The complex networks perspective has become an important methodological framework for both the modeling and analysis of complex systems. However, the vast majority of studies on complex networked systems is based on a static network perspective, in which links and nodes are ssumed to exist at any point in time. In contrast to this view, the availability of high-resolution time-stamped data on networked systems has recently validated the intuition that real complex systems are often highly dynamic, i.e. links are not active continuously but rather occur in specific temporal patterns. The following video shows two examples for temporal networks, which have the same time-aggregated topology, but different temporal patterns. The example further shows that these different temporal patterns can have dramatic effects on dynamical processes like, e.g., diffusion.
The fact that we currently lack a suitable methodological framework which integrates both the temporal and the topological dimension of complex systems severely limits the understanding of dynamic complex systems. Motivated by this limitation, empirical studies of temporal networks with time-varying topologies enter the focus of a growing research community. The few existing studies on temporal networks occurring in social, economic and technological systems have generally highlighted the presence of statistical inhomogeneities in terms of broad distributions of the waiting times between consecutive node or link activities or the duration of individual contacts. Through our own research, we recently added an important additional perspective, namely that interactions in many complex systems occur in specific temporal orders and that this ordering is essential to understand dynamical processes on temporal networks. For example in communication processes, in order for an information to be transferred from node A via node B to node C, it is crucial that the interaction between A and B happens before the interaction between B and C.

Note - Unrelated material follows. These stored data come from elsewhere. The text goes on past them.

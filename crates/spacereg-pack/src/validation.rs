//! # Reference Data Validation
//!
//! Load-time consistency checks over the three reference tables. Every
//! check runs and every problem is collected, so a broken data file is
//! diagnosed in one pass.
//!
//! ## Errors
//!
//! - duplicate jurisdiction codes or guideline ids
//! - empty names, empty legislation titles, empty requirement ids
//! - requirement or rule ids repeated within one jurisdiction
//! - `processing_weeks.min` greater than `processing_weeks.max`
//! - `enacted` legislation without an `enacted_year`
//! - an `enacted_year` or `amended_year` outside [`LEGISLATION_YEARS`], or
//!   an amendment that predates enactment
//! - guideline `depends_on` ids that do not exist, or that point at the
//!   item itself
//! - cross-reference rows with an empty article, a repeated id, or a
//!   country code with no jurisdiction record
//!
//! ## Warnings
//!
//! - a requirement with an empty `applicable_to` set (it never survives an
//!   activity filter)
//! - `narrow_scope_activity` on a jurisdiction whose legislation is not
//!   `none` (it is ignored)
//! - a cross-reference row that names neither a country nor a source

use std::collections::{BTreeSet, HashSet};
use std::ops::RangeInclusive;

use spacereg_core::LegislationStatus;

use crate::crossref::CrossReferenceRow;
use crate::guideline::GuidelineDefinition;
use crate::law::JurisdictionLaw;

/// Years a legislation record may carry. Space law starts with Sputnik.
pub const LEGISLATION_YEARS: RangeInclusive<i32> = 1957..=2200;

// ---------------------------------------------------------------------------
// Validation Results
// ---------------------------------------------------------------------------

/// Result of validating the reference tables.
#[derive(Debug, Default)]
pub struct PackValidationResult {
    /// Problems that make the data unusable.
    pub errors: Vec<String>,
    /// Anomalies that are tolerated.
    pub warnings: Vec<String>,
}

impl PackValidationResult {
    /// Whether no errors were recorded.
    pub fn is_valid(&self) -> bool {
        self.errors.is_empty()
    }

    /// Add an error.
    pub fn add_error(&mut self, error: String) {
        self.errors.push(error);
    }

    /// Add a warning (does not affect validity).
    pub fn add_warning(&mut self, warning: String) {
        self.warnings.push(warning);
    }
}

// ---------------------------------------------------------------------------
// Table validation
// ---------------------------------------------------------------------------

/// Validate the three reference tables together.
pub fn validate_reference_data(
    jurisdictions: &[JurisdictionLaw],
    guidelines: &[GuidelineDefinition],
    cross_references: &[CrossReferenceRow],
) -> PackValidationResult {
    let mut result = PackValidationResult::default();

    let mut codes = BTreeSet::new();
    for law in jurisdictions {
        if !codes.insert(law.code.clone()) {
            result.add_error(format!("duplicate jurisdiction code {}", law.code));
        }
        validate_jurisdiction(law, &mut result);
    }

    let mut ids = BTreeSet::new();
    for guideline in guidelines {
        if !ids.insert(guideline.id.clone()) {
            result.add_error(format!("duplicate guideline id {}", guideline.id));
        }
    }
    for guideline in guidelines {
        validate_guideline(guideline, &ids, &mut result);
    }

    let mut row_ids = HashSet::new();
    for row in cross_references {
        if !row_ids.insert(row.id.as_str()) {
            result.add_error(format!("duplicate cross reference id {}", row.id));
        }
        if row.eu_article.trim().is_empty() {
            result.add_error(format!("cross reference {} has no EU article", row.id));
        }
        for code in &row.applicable_countries {
            if !codes.contains(code) {
                result.add_error(format!(
                    "cross reference {} names unknown jurisdiction {code}",
                    row.id
                ));
            }
        }
        if row.applicable_countries.is_empty() && row.applicable_sources.is_empty() {
            result.add_warning(format!(
                "cross reference {} names neither a country nor a guideline source",
                row.id
            ));
        }
    }

    result
}

fn validate_jurisdiction(law: &JurisdictionLaw, result: &mut PackValidationResult) {
    let code = &law.code;
    if law.name.trim().is_empty() {
        result.add_error(format!("{code}: empty name"));
    }
    if law.legislation.name.trim().is_empty() {
        result.add_error(format!("{code}: empty legislation name"));
    }
    if law.legislation.status == LegislationStatus::Enacted && law.legislation.enacted_year.is_none()
    {
        result.add_error(format!("{code}: enacted legislation has no enacted_year"));
    }
    let years = [
        ("enacted_year", law.legislation.enacted_year),
        ("amended_year", law.legislation.amended_year),
    ];
    for (field, year) in years {
        if let Some(year) = year.filter(|y| !LEGISLATION_YEARS.contains(y)) {
            result.add_error(format!(
                "{code}: {field} {year} outside {}..={}",
                LEGISLATION_YEARS.start(),
                LEGISLATION_YEARS.end()
            ));
        }
    }
    if let (Some(enacted), Some(amended)) = (law.legislation.enacted_year, law.legislation.amended_year) {
        if amended < enacted {
            result.add_error(format!("{code}: amended_year {amended} precedes enacted_year {enacted}"));
        }
    }
    if law.legislation.status != LegislationStatus::None && law.narrow_scope_activity.is_some() {
        result.add_warning(format!(
            "{code}: narrow_scope_activity is ignored unless legislation status is none"
        ));
    }
    if let Some(range) = law.timeline.processing_weeks {
        if range.min > range.max {
            result.add_error(format!(
                "{code}: processing_weeks min {} exceeds max {}",
                range.min, range.max
            ));
        }
    }

    let mut requirement_ids = HashSet::new();
    for requirement in &law.requirements {
        if requirement.id.trim().is_empty() {
            result.add_error(format!("{code}: requirement with empty id"));
        } else if !requirement_ids.insert(requirement.id.as_str()) {
            result.add_error(format!("{code}: duplicate requirement id {}", requirement.id));
        }
        if requirement.applicable_to.is_empty() {
            result.add_warning(format!(
                "{code}: requirement {} applies to no activity",
                requirement.id
            ));
        }
    }

    let mut rule_ids = HashSet::new();
    for rule in &law.applicability_rules {
        if !rule_ids.insert(rule.id.as_str()) {
            result.add_error(format!("{code}: duplicate applicability rule id {}", rule.id));
        }
    }
}

fn validate_guideline(
    guideline: &GuidelineDefinition,
    known: &BTreeSet<spacereg_core::GuidelineId>,
    result: &mut PackValidationResult,
) {
    let id = &guideline.id;
    if guideline.title.trim().is_empty() {
        result.add_error(format!("{id}: empty title"));
    }
    for dep in &guideline.depends_on {
        if dep == id {
            result.add_error(format!("{id}: depends on itself"));
        } else if !known.contains(dep) {
            result.add_error(format!("{id}: depends on unknown guideline {dep}"));
        }
    }
    let conditions = &guideline.applies_when;
    if let (Some(lo), Some(hi)) = (conditions.min_altitude_km, conditions.max_altitude_km) {
        if lo > hi {
            result.add_error(format!("{id}: min_altitude_km {lo} exceeds max_altitude_km {hi}"));
        }
    }
}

To study effects that are due to the order in which interactions occur, in our most recent research we have investigated models that preserve non-Markovian properties of contact sequences, i.e. the fact that in many real-world systems the next interaction of a node is not independent of with whom the node has interacted shortly before. We have shown that such non-Markovian properties give rise to effective interaction topologies that significantly differ from what would be expected from a static network representation. We have further demonstrated that, due to these order correlations, extrapolating findings from time-aggregated networks to time-varying networks can lead to significantly wrong statements about dynamical processes like diffusion or information propagation, as well as about the importance of individual nodes. To quantify this discrepancy, we developed an information-theoretic measure (betweenness preference) which allows to quantify the presence and strength of "preferred contact sequences" in longitudinal network data and how this influences dynamical processes. We further demonstrated the usability of this novel measure in a number of real-world data sets from social, technical and biological contexts.
Most recently, we have developed a powerful framework for the modeling and analysis of temporal networks based on so-called "higher-order aggregate networks", which can be seen as a generalisation of the static abstraction commonly used in network analysis. This approach allows to study dynamical processes in temporal networks using standard techniques like, for example, a dynamic analysis in terms of the eigenvalues of a modified Laplacian matrix, without losing information on the ordering of interactions which are hidden in the time dimension.
Our research on temporal networks has been featured in top-tier scientific journals like Physical Review Letters and Nature Communications. Our unique approach not only allows us to quantitatively study a previously unexplored temporal-topological dimension of complexity in time-stamped data. It also provides a methodological framework that offers broad perspectives for the development of new data mining and visualisation techniques which improve our ability to extract knowledge from dynamic networked systems.
Apart from this fundamental research, we are also actively involved in the actual (technical) implementation of our methods in terms of software packages. We have recently released the open source data mining package pathpy, which implements our methods. We further have a dedicated third-party funded project targeting at making our research usable in industrial applications.